§ **Task prompt**
Filter the entries for the word "COLS". Copy each line in which it occurs.

(Collection entries)
* * * * * * *

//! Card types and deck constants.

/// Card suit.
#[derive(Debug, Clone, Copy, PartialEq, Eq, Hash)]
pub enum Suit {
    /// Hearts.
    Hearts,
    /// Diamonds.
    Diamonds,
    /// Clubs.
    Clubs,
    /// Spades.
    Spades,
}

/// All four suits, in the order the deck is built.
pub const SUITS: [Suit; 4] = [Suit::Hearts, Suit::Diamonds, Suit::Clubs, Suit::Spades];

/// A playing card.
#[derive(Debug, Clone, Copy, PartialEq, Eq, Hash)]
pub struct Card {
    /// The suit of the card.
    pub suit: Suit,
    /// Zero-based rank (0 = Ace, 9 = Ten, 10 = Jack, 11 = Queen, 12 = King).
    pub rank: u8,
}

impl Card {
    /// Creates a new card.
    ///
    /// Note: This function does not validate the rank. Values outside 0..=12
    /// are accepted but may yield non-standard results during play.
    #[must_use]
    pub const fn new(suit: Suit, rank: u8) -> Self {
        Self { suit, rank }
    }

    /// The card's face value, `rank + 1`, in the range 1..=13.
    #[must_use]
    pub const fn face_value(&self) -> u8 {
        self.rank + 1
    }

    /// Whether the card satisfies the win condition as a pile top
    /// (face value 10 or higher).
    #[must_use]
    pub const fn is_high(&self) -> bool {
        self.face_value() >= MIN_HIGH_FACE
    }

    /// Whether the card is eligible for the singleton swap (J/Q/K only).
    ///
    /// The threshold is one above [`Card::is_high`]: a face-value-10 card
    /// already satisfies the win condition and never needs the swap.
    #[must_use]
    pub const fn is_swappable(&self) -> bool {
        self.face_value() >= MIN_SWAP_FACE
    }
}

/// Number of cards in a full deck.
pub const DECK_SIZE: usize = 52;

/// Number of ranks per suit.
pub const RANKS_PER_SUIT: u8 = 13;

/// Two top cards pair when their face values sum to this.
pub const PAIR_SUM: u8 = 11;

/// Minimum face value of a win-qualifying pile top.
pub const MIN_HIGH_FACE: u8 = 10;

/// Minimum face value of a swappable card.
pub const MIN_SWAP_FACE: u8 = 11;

* * * * * * *

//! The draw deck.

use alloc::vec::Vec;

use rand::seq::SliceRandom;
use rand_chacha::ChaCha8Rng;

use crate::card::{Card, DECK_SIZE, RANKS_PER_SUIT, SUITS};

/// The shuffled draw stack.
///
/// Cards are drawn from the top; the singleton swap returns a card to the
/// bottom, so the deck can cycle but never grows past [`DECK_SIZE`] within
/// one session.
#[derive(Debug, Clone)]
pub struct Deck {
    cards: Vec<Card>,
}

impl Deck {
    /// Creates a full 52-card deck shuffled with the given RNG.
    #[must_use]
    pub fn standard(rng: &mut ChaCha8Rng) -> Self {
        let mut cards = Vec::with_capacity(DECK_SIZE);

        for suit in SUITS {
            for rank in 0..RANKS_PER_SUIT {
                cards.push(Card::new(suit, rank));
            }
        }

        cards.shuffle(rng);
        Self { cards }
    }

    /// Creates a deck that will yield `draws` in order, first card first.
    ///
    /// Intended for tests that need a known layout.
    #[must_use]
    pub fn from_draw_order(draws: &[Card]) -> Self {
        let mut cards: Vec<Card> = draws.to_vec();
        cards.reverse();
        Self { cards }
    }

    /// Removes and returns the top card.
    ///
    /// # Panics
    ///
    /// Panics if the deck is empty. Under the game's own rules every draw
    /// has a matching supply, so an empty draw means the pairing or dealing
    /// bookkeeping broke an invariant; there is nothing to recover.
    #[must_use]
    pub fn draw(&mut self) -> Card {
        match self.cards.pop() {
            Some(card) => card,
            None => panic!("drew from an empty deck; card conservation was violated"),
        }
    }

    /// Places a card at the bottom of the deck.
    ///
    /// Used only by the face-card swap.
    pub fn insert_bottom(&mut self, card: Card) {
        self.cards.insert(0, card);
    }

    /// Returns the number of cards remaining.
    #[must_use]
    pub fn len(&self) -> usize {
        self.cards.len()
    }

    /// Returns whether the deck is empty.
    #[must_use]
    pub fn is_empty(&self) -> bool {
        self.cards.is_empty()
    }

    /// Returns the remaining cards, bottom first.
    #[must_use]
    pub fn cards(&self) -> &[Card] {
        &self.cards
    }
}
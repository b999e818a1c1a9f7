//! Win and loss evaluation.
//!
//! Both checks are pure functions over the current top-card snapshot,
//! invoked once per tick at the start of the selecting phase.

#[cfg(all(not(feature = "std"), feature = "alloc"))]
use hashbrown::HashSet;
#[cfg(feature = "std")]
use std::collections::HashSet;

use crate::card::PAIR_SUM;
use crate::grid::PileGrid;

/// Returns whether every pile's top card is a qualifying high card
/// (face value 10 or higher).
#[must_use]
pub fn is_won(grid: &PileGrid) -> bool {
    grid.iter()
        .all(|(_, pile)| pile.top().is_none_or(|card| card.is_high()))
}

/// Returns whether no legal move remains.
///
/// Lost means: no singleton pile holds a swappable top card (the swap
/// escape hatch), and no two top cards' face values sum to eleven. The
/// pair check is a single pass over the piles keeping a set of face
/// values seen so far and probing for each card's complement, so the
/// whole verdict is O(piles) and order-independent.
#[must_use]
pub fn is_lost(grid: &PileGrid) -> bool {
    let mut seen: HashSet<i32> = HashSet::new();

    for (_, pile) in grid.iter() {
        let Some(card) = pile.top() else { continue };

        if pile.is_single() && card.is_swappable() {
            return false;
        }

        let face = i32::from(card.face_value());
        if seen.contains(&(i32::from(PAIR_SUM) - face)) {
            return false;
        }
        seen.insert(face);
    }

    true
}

* * * * * * *

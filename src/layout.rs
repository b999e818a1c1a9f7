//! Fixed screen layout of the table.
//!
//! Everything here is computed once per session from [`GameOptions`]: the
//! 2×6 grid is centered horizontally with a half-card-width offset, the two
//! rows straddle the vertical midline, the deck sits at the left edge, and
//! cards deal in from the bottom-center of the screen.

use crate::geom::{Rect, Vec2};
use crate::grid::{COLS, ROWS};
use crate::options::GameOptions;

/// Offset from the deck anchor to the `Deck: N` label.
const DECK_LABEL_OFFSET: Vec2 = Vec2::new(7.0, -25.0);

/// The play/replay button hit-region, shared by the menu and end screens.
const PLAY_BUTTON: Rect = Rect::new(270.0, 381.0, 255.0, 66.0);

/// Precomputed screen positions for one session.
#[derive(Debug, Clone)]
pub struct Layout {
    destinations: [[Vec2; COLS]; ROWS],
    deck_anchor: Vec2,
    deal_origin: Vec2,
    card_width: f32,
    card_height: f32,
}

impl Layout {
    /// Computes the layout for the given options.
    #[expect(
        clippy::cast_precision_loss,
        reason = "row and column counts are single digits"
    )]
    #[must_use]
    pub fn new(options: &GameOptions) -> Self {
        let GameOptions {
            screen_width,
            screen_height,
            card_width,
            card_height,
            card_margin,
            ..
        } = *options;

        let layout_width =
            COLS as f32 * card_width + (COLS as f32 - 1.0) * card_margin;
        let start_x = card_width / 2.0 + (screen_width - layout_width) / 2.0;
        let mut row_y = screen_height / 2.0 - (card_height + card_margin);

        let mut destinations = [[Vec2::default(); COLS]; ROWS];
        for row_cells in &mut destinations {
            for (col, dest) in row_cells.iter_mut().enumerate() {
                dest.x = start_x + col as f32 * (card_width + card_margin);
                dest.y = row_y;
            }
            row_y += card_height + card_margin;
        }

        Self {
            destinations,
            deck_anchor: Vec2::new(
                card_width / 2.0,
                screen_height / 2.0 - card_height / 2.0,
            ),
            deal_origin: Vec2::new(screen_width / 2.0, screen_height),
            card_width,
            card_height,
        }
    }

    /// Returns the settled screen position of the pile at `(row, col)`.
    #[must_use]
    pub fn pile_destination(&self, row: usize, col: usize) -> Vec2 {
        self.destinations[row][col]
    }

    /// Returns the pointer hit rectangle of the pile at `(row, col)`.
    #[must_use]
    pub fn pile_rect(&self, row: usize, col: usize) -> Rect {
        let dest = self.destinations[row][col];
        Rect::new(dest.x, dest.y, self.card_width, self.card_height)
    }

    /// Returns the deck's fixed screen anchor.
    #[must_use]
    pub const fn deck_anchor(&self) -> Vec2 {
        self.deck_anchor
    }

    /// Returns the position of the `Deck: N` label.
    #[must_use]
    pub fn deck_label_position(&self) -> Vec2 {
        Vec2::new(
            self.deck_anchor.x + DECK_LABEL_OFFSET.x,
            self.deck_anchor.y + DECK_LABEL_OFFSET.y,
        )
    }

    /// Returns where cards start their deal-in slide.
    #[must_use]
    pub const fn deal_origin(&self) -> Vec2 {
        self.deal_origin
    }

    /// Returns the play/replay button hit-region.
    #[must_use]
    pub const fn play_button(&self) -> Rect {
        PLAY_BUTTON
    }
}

* * * * * * *

§ **Answer box**
use crate::grid::{COLS, ROWS};
    destinations: [[Vec2; COLS]; ROWS],
            COLS as f32 * card_width + (COLS as f32 - 1.0) * card_margin;
        let mut destinations = [[Vec2::default(); COLS]; ROWS];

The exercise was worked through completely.